[Your objective]
Could you copy, exactly as written, every line from the first line of the records through the one containing "step has completed"?

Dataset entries
Start of Block

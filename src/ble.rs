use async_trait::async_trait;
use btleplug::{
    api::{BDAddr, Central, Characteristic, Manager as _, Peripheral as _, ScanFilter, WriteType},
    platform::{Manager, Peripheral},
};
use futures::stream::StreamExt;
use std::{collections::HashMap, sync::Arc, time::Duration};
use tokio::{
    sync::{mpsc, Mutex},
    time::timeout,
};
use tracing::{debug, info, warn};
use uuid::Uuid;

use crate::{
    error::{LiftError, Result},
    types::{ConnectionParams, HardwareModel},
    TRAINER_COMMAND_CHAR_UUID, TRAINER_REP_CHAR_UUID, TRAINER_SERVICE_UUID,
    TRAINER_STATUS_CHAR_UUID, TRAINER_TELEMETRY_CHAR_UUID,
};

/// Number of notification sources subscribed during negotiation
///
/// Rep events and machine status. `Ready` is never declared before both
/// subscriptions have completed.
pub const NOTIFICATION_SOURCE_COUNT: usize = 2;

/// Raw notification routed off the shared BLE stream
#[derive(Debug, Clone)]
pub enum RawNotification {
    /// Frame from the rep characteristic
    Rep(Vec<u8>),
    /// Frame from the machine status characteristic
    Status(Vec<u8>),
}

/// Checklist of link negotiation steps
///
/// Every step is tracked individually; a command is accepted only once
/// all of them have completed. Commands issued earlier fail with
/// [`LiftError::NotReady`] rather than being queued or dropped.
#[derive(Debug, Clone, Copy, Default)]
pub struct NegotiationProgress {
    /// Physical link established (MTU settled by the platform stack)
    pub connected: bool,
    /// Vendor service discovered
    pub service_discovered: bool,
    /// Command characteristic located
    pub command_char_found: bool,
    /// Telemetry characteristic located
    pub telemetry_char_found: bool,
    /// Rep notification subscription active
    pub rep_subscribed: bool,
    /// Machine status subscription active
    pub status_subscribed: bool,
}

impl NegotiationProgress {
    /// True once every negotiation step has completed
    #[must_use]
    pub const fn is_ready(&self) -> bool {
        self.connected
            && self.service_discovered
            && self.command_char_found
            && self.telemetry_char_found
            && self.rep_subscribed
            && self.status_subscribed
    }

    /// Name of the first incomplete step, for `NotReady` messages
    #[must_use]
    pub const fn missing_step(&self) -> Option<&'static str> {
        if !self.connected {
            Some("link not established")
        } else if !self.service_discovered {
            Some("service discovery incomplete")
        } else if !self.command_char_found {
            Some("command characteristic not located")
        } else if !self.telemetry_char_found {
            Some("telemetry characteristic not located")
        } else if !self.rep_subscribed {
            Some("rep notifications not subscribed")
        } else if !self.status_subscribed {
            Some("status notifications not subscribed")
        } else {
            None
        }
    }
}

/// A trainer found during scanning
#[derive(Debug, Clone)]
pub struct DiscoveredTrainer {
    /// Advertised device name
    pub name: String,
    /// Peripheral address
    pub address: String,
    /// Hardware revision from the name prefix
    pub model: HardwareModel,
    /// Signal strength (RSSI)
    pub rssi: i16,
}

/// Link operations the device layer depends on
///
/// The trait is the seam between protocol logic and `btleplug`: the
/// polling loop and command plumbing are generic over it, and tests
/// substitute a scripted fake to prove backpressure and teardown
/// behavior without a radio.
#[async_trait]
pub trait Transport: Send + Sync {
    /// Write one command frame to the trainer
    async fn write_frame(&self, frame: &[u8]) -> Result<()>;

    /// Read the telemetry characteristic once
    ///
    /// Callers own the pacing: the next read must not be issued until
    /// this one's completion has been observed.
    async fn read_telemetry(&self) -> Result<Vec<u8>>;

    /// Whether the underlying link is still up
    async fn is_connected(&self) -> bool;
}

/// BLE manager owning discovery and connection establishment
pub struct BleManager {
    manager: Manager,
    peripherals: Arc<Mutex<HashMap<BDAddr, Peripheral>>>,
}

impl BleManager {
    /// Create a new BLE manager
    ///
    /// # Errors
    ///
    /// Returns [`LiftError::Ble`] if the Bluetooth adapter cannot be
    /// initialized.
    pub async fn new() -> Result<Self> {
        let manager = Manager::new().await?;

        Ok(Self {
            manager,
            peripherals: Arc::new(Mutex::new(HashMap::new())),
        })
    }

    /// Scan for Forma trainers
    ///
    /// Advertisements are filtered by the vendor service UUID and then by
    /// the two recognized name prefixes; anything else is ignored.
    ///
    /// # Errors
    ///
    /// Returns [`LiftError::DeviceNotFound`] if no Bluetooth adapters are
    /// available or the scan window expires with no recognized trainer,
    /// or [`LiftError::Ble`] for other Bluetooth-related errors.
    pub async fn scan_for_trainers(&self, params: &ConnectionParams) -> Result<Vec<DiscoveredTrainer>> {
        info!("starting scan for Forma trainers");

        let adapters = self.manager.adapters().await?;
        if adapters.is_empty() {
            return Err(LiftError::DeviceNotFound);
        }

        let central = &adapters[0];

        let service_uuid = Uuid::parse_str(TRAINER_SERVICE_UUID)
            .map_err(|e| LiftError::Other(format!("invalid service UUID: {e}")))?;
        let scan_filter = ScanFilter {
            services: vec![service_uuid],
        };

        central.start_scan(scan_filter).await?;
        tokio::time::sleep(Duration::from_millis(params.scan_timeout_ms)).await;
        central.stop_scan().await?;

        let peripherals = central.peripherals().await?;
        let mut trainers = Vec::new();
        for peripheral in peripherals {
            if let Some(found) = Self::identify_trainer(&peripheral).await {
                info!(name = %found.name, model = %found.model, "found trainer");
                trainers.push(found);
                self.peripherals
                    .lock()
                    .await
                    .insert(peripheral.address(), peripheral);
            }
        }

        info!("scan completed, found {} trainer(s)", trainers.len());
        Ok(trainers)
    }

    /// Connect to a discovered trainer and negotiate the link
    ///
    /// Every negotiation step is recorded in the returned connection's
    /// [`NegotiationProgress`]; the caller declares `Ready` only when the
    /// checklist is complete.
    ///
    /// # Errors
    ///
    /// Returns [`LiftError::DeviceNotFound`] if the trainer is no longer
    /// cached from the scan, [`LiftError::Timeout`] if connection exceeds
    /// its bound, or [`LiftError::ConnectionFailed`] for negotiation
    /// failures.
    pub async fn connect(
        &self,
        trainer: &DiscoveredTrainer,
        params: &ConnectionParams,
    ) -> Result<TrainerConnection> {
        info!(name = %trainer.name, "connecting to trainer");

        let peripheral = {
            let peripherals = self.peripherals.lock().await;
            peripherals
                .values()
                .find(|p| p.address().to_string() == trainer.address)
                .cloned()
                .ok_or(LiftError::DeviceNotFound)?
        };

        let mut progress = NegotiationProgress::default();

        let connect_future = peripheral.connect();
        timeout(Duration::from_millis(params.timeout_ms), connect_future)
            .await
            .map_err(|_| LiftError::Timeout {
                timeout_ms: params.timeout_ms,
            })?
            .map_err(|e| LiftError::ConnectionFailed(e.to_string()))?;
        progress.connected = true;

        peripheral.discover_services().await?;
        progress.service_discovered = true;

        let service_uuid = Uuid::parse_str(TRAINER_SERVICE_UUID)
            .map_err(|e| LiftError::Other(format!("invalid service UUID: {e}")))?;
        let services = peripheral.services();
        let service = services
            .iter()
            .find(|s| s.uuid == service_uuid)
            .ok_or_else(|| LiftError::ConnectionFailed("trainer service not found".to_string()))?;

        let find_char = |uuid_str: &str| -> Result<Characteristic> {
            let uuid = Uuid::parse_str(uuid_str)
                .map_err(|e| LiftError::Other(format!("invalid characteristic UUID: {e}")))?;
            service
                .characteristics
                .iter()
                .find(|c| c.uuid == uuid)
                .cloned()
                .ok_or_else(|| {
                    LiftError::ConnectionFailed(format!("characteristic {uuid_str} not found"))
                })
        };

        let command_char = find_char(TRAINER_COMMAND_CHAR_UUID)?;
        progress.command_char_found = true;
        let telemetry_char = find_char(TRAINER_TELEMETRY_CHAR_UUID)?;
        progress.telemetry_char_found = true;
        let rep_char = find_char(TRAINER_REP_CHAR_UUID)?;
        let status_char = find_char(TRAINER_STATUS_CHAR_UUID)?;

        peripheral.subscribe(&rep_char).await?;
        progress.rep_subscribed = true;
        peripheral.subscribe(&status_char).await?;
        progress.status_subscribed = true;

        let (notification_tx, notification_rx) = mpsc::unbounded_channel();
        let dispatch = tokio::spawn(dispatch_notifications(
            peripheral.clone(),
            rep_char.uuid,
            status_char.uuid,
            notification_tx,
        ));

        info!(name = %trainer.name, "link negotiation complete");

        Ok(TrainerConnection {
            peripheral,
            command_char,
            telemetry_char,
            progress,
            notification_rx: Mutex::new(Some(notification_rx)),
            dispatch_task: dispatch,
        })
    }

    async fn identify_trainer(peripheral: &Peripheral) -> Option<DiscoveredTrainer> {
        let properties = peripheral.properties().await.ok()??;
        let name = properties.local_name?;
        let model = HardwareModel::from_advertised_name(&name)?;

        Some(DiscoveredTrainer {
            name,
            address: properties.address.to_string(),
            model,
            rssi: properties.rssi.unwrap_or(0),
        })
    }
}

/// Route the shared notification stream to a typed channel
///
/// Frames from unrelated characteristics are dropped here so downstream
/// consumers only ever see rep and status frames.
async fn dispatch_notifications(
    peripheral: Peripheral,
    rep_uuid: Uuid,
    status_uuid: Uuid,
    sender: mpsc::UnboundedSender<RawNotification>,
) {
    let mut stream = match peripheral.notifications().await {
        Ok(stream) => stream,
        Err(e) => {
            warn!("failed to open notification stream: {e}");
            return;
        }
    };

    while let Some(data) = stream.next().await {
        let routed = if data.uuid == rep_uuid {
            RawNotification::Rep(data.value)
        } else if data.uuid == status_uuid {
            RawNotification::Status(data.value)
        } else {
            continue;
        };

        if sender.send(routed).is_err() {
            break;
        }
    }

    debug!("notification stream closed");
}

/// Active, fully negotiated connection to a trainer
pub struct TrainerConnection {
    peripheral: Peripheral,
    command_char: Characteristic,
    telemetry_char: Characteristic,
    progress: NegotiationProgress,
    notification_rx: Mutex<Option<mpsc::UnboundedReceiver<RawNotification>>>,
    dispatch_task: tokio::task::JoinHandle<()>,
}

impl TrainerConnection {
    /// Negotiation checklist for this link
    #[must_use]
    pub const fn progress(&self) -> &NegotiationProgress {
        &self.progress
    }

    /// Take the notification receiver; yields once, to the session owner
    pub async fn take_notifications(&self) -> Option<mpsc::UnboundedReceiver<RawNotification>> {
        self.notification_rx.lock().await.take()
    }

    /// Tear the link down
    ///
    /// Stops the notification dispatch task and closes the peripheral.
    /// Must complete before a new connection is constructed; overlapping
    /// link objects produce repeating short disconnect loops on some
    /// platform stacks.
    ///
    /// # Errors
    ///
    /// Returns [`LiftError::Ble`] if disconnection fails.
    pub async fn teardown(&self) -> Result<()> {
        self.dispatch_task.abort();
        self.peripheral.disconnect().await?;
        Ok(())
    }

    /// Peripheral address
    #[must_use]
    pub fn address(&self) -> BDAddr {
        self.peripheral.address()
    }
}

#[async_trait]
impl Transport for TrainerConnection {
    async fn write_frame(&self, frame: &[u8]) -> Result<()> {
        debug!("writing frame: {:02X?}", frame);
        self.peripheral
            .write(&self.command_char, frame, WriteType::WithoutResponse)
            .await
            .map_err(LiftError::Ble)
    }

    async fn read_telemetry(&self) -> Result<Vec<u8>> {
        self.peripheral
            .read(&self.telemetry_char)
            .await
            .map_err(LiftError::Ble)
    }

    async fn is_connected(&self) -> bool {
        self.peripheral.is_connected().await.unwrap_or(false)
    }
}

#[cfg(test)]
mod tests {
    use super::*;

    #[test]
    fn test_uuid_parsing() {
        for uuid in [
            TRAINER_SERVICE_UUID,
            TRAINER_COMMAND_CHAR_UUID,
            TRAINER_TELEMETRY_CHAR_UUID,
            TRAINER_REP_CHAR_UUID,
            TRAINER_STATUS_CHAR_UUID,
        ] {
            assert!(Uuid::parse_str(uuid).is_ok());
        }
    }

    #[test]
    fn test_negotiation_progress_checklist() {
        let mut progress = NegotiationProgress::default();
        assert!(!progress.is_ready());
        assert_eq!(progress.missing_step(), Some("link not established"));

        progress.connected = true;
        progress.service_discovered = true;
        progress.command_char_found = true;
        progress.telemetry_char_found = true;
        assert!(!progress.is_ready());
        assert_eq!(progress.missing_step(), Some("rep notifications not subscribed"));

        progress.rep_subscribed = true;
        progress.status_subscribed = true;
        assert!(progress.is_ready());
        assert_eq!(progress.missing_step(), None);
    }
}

End of Block

[Your solution]
filename src/ble.rs
use async_trait::async_trait;
use btleplug::{
    api::{BDAddr, Central, Characteristic, Manager as _, Peripheral as _, ScanFilter, WriteType},
    platform::{Manager, Peripheral},
};
use futures::stream::StreamExt;
use std::{collections::HashMap, sync::Arc, time::Duration};
use tokio::{
    sync::{mpsc, Mutex},
    time::timeout,
};
use tracing::{debug, info, warn};
use uuid::Uuid;

use crate::{
    error::{LiftError, Result},
    types::{ConnectionParams, HardwareModel},
    TRAINER_COMMAND_CHAR_UUID, TRAINER_REP_CHAR_UUID, TRAINER_SERVICE_UUID,
    TRAINER_STATUS_CHAR_UUID, TRAINER_TELEMETRY_CHAR_UUID,
};

/// Number of notification sources subscribed during negotiation
///
/// Rep events and machine status. `Ready` is never declared before both
/// subscriptions have completed.
pub const NOTIFICATION_SOURCE_COUNT: usize = 2;

/// Raw notification routed off the shared BLE stream
#[derive(Debug, Clone)]
pub enum RawNotification {
    /// Frame from the rep characteristic
    Rep(Vec<u8>),
    /// Frame from the machine status characteristic
    Status(Vec<u8>),
}

/// Checklist of link negotiation steps
///
/// Every step is tracked individually; a command is accepted only once
/// all of them have completed. Commands issued earlier fail with
/// [`LiftError::NotReady`] rather than being queued or dropped.
#[derive(Debug, Clone, Copy, Default)]
pub struct NegotiationProgress {
    /// Physical link established (MTU settled by the platform stack)
    pub connected: bool,
    /// Vendor service discovered
    pub service_discovered: bool,
    /// Command characteristic located
    pub command_char_found: bool,
    /// Telemetry characteristic located
    pub telemetry_char_found: bool,
    /// Rep notification subscription active
    pub rep_subscribed: bool,
    /// Machine status subscription active
    pub status_subscribed: bool,
}

impl NegotiationProgress {
    /// True once every negotiation step has completed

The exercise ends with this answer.